Genworth Financial Stock Up on Plans to Divest Some Operations
May 5, 2015 by Leslie Scism, leslie.scism@wsj.com
Genworth Financial Inc.’s stock rose 11% Wednesday as it revealed plans to sell some or all of its life-insurance and retirement-income annuity operations.
Chief Executive Officer Thomas McInerney told analysts and investors during the insurer’s first-quarter earnings call Wednesday that it is in the “early stages of talking to players who might be interested” in the businesses, which are in parts of insurance where Genworth doesn’t have a leadership position. Annuities provide a lifetime stream of income and tax savings for retirees.
David Havens, a credit analyst with Imperial Capital LLC, said that the life-insurance and annuities businesses have book values of just over $4 billion.
Mr. McInerney also didn’t rule out a move in which the company would go private. “I would say we’re looking at a broad set of options, that’s certainly one of them,” he said.

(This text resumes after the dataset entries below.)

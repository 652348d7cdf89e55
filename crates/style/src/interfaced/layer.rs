use bitflags::bitflags;
use serde_json::Value;

use crate::colour::Rgba;
use crate::fragment::{LayerKind, layer_id};
use crate::json::{self, PathError};

bitflags! {
	/// Editable paint capabilities of a style layer.
	#[derive(Debug, Clone, Copy, PartialEq, Eq, Hash, Default)]
	pub struct LayerCapabilities: u8 {
		const COLOUR = 1 << 0;
		const OPACITY = 1 << 1;
	}
}

/// Paint property names feeding colour and opacity for one layer.
#[derive(Debug, Clone, Copy, PartialEq, Eq)]
struct PaintKeys {
	colour: Option<&'static str>,
	opacity: &'static str,
}

impl PaintKeys {
	const fn both(colour: &'static str, opacity: &'static str) -> Option<Self> {
		Some(Self {
			colour: Some(colour),
			opacity,
		})
	}

	const fn opacity_only(opacity: &'static str) -> Option<Self> {
		Some(Self { colour: None, opacity })
	}

	fn lookup(kind: LayerKind, layer: &Value) -> Option<Self> {
		match kind {
			LayerKind::Line => Self::both("line-color", "line-opacity"),
			LayerKind::Circle => Self::both("circle-color", "circle-opacity"),
			LayerKind::Fill => Self::both("fill-color", "fill-opacity"),
			LayerKind::FillExtrusion => Self::both("fill-extrusion-color", "fill-extrusion-opacity"),
			LayerKind::Background => Self::both("background-color", "background-opacity"),
			LayerKind::Symbol if json::get(layer, &["layout", "text-field"]).is_some() => {
				Self::both("text-color", "text-opacity")
			}
			LayerKind::Symbol => Self::both("icon-color", "icon-opacity"),
			LayerKind::Raster => Self::opacity_only("raster-opacity"),
			LayerKind::Heatmap => Self::opacity_only("heatmap-opacity"),
			LayerKind::Hillshade | LayerKind::Other => None,
		}
	}
}

/// Colour/opacity view over one raw style layer.
#[derive(Debug, Clone, PartialEq)]
pub struct InterfacedLayer {
	pub id: String,
	pub kind: LayerKind,
	pub capabilities: LayerCapabilities,
	pub colour: Option<Rgba>,
	pub opacity: Option<f64>,
	pub colour_is_expression: bool,
	pub opacity_is_expression: bool,
	keys: Option<PaintKeys>,
}

impl InterfacedLayer {
	/// Derives the view from a raw style layer.
	pub fn from_spec(layer: &Value) -> Self {
		let kind = LayerKind::of(layer);
		let keys = PaintKeys::lookup(kind, layer);
		let mut view = Self {
			id: layer_id(layer).unwrap_or_default().to_owned(),
			kind,
			capabilities: LayerCapabilities::empty(),
			colour: None,
			opacity: None,
			colour_is_expression: false,
			opacity_is_expression: false,
			keys,
		};
		let Some(keys) = keys else {
			return view;
		};

		view.capabilities |= LayerCapabilities::OPACITY;
		if let Some(colour_key) = keys.colour {
			view.capabilities |= LayerCapabilities::COLOUR;
			match json::get(layer, &["paint", colour_key]) {
				Some(Value::String(literal)) => view.colour = Rgba::parse(literal),
				Some(expression @ Value::Array(_)) => {
					view.colour_is_expression = true;
					view.colour = first_literal_colour(expression);
				}
				_ => {}
			}
		}

		view.opacity = match json::get(layer, &["paint", keys.opacity]) {
			Some(Value::Number(n)) => n.as_f64(),
			Some(Value::Array(_)) => {
				view.opacity_is_expression = true;
				None
			}
			_ if view.colour_is_expression => Some(1.0),
			_ => Some(view.colour.map_or(1.0, |c| f64::from(c.a))),
		};

		if let (Some(colour), Some(opacity)) = (view.colour, view.opacity) {
			view.colour = Some(colour.with_alpha(opacity));
		}
		view
	}

	/// Writes a literal colour into `layer`'s paint block.
	///
	/// Returns `false` when this layer type has no colour property.
	pub fn write_colour(&self, layer: &mut Value, colour: Rgba) -> Result<bool, PathError> {
		let Some(key) = self.keys.and_then(|keys| keys.colour) else {
			return Ok(false);
		};
		json::set(layer, &["paint", key], Value::String(colour.to_string()))?;
		Ok(true)
	}

	/// Writes a literal opacity into `layer`'s paint block.
	///
	/// Returns `false` when this layer type has no opacity property.
	pub fn write_opacity(&self, layer: &mut Value, opacity: f64) -> Result<bool, PathError> {
		let Some(keys) = self.keys else {
			return Ok(false);
		};
		json::set(layer, &["paint", keys.opacity], Value::from(opacity.clamp(0.0, 1.0)))?;
		Ok(true)
	}
}

/// Depth-first search for the first string in an expression that parses as
/// a colour. Preview only; the expression itself is never evaluated.
fn first_literal_colour(expression: &Value) -> Option<Rgba> {
	match expression {
		Value::String(s) => Rgba::parse(s),
		Value::Array(items) => items.iter().find_map(first_literal_colour),
		_ => None,
	}
}
//! GeoJSON import: features are split by geometry family into one generated
//! source and style layer per family.

use rand::Rng;
use serde_json::{Map, Value, json};
use strata_style::{Rgba, StyleFragment, json as path};

use crate::record::LayerMetadata;
use crate::transport::LayerDefinitionTransport;

const GEOMETRY_TYPES: &[&str] = &[
	"Point",
	"MultiPoint",
	"LineString",
	"MultiLineString",
	"Polygon",
	"MultiPolygon",
	"GeometryCollection",
];

/// Whether `value` has the top-level shape of a GeoJSON object.
pub fn is_geojson(value: &Value) -> bool {
	match path::get_str(value, &["type"]) {
		Some("FeatureCollection") => value.get("features").is_some_and(Value::is_array),
		Some("Feature") => value.get("geometry").is_some(),
		Some(kind) if GEOMETRY_TYPES.contains(&kind) => {
			value.get("coordinates").is_some() || value.get("geometries").is_some()
		}
		_ => false,
	}
}

#[derive(Debug, Clone, Copy, PartialEq, Eq)]
pub(super) enum Family {
	Polygons,
	Lines,
	Points,
}

impl Family {
	/// Bottom-to-top draw order of the generated layers.
	const DRAW_ORDER: [Self; 3] = [Self::Polygons, Self::Lines, Self::Points];

	fn of(geometry_type: &str) -> Option<Self> {
		match geometry_type {
			"Point" | "MultiPoint" => Some(Self::Points),
			"LineString" | "MultiLineString" => Some(Self::Lines),
			"Polygon" | "MultiPolygon" => Some(Self::Polygons),
			_ => None,
		}
	}

	fn suffix(self) -> &'static str {
		match self {
			Self::Polygons => "polygons",
			Self::Lines => "lines",
			Self::Points => "points",
		}
	}

	fn style_layer(self, id: &str, source: &str, colour: &str) -> Value {
		match self {
			Self::Polygons => json!({
				"id": id,
				"type": "fill",
				"source": source,
				"paint": { "fill-color": colour, "fill-opacity": 0.4 }
			}),
			Self::Lines => json!({
				"id": id,
				"type": "line",
				"source": source,
				"layout": { "line-cap": "round", "line-join": "round" },
				"paint": {
					"line-color": colour,
					"line-width": ["interpolate", ["linear"], ["zoom"], 4, 1.5, 16, 6]
				}
			}),
			Self::Points => json!({
				"id": id,
				"type": "circle",
				"source": source,
				"paint": {
					"circle-color": colour,
					"circle-radius": ["interpolate", ["linear"], ["zoom"], 4, 2, 16, 7],
					"circle-stroke-color": "#ffffff",
					"circle-stroke-width": 1
				}
			}),
		}
	}
}

/// Features sorted by geometry family.
#[derive(Debug, Default)]
pub(super) struct Buckets {
	polygons: Vec<Value>,
	lines: Vec<Value>,
	points: Vec<Value>,
}

impl Buckets {
	pub(super) fn push(&mut self, family: Family, feature: Value) {
		self.bucket_mut(family).push(feature);
	}

	fn bucket_mut(&mut self, family: Family) -> &mut Vec<Value> {
		match family {
			Family::Polygons => &mut self.polygons,
			Family::Lines => &mut self.lines,
			Family::Points => &mut self.points,
		}
	}

	fn is_empty(&self) -> bool {
		self.polygons.is_empty() && self.lines.is_empty() && self.points.is_empty()
	}

	/// Sorts one feature, flattening geometry collections into one feature
	/// per member with the parent's properties.
	fn insert_feature(&mut self, feature: Value) {
		let Some(geometry) = feature.get("geometry") else {
			return;
		};
		match path::get_str(geometry, &["type"]) {
			Some("GeometryCollection") => {
				let properties = feature.get("properties").cloned().unwrap_or_else(|| json!({}));
				let members = geometry.get("geometries").and_then(Value::as_array).cloned().unwrap_or_default();
				for member in members {
					self.insert_feature(feature_of(member, properties.clone()));
				}
			}
			Some(kind) => {
				if let Some(family) = Family::of(kind) {
					self.push(family, feature);
				}
			}
			None => {}
		}
	}
}

/// Wraps a bare geometry as a feature.
pub(super) fn feature_of(geometry: Value, properties: Value) -> Value {
	json!({ "type": "Feature", "properties": properties, "geometry": geometry })
}

pub(super) fn from_geojson(value: &Value, name: &str, group: &str) -> Option<LayerDefinitionTransport> {
	let mut buckets = Buckets::default();
	match path::get_str(value, &["type"]) {
		Some("FeatureCollection") => {
			for feature in value.get("features").and_then(Value::as_array).into_iter().flatten() {
				buckets.insert_feature(feature.clone());
			}
		}
		Some("Feature") => buckets.insert_feature(value.clone()),
		_ => buckets.insert_feature(feature_of(value.clone(), json!({}))),
	}
	build(buckets, name, group)
}

/// One transport with a source and a style layer per non-empty family.
/// `None` when no feature was usable.
pub(super) fn build(mut buckets: Buckets, name: &str, group: &str) -> Option<LayerDefinitionTransport> {
	if buckets.is_empty() {
		return None;
	}
	let id = uuid::Uuid::new_v4().to_string();
	let mut style = StyleFragment::default();
	for family in Family::DRAW_ORDER {
		let features = std::mem::take(buckets.bucket_mut(family));
		if features.is_empty() {
			continue;
		}
		let part_id = format!("{id}-{}", family.suffix());
		let mut data = Map::new();
		data.insert("type".into(), Value::from("FeatureCollection"));
		data.insert("features".into(), Value::Array(features));
		style
			.sources
			.insert(part_id.clone(), json!({ "type": "geojson", "data": data }));
		style.layers.push(family.style_layer(&part_id, &part_id, &random_colour()));
	}
	Some(LayerDefinitionTransport::new(LayerMetadata::new(id, name, group), style))
}

fn random_colour() -> String {
	let mut rng = rand::thread_rng();
	Rgba::from_rgb8(rng.gen_range(0..=255), rng.gen_range(0..=255), rng.gen_range(0..=255)).to_string()
}
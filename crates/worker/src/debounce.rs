use std::time::{Duration, Instant};

/// Default quiet period before a debounced value is released.
pub const DEFAULT_DEBOUNCE: Duration = Duration::from_millis(100);

/// Holds the latest requested value until it has been quiet for `delay`.
///
/// Time is passed in explicitly so callers drive it from their own frame or
/// event loop clock.
#[derive(Debug, Clone)]
pub struct Debouncer<T> {
	delay: Duration,
	pending: Option<T>,
	pending_since: Option<Instant>,
}

impl<T> Default for Debouncer<T> {
	fn default() -> Self {
		Self::new(DEFAULT_DEBOUNCE)
	}
}

impl<T> Debouncer<T> {
	pub fn new(delay: Duration) -> Self {
		Self {
			delay,
			pending: None,
			pending_since: None,
		}
	}

	/// Replaces the pending value and restarts the quiet period.
	pub fn request(&mut self, value: T, now: Instant) {
		self.pending = Some(value);
		self.pending_since = Some(now);
	}

	/// Returns the pending value once the quiet period has elapsed.
	pub fn poll(&mut self, now: Instant) -> Option<T> {
		let since = self.pending_since?;
		if now.saturating_duration_since(since) < self.delay {
			return None;
		}
		self.pending_since = None;
		self.pending.take()
	}

	/// Whether a value is waiting to be released.
	pub fn is_pending(&self) -> bool {
		self.pending.is_some()
	}

	pub fn delay(&self) -> Duration {
		self.delay
	}
}

#[cfg(test)]
mod tests {
	use super::*;

	#[test]
	fn releases_only_after_quiet_period() {
		let start = Instant::now();
		let mut debouncer = Debouncer::new(Duration::from_millis(100));

		debouncer.request(1, start);
		debouncer.request(2, start + Duration::from_millis(60));
		assert_eq!(debouncer.poll(start + Duration::from_millis(120)), None);
		assert_eq!(debouncer.poll(start + Duration::from_millis(160)), Some(2));
		assert!(!debouncer.is_pending());
		assert_eq!(debouncer.poll(start + Duration::from_millis(400)), None);
	}
}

But the CEO of the Richmond, Va., insurer said he would stick with its “attractive” U.S. and Canadian mortgage-insurance operations as well as Genworth’s beleaguered long-term care insurance business, which pays for some or all of the costs of nursing homes, assisted-living facilities and home health care for people unable to take care of themselves.
“I don’t think it’s viable to sell that given all the problems,” Mr. McInerney said in a separate interview.
Genworth took hefty charges in the third and fourth quarters to bolster claims and other reserves for some long-term-care policies sold as far back as the late 1970s, prompting a steep stock slide. Shares were down by half at one point, as investors feared the company might have to raise more capital to deal with the issues.
Genworth is a longtime market leader in selling long-term-care policies, representing nearly a quarter of sales to individuals in recent years. It has acknowledged underpricing of many older policies, saying it misjudged on important cost factors such as health-care inflation and the amount of interest it would earn by investing the premiums paid by policyholders for many years before they file a claim.
Mr. McInerney in the interview called long-term care a “challenging and complicated business” but said another reason to stick with it is that state insurance regulators tend to be more open-minded on premium increases for older blocks of business because private-market sales take pressure off states’ future Medicaid budgets for the poor. Medicaid is a major payer of nursing-home bills for people without long-term-care policies.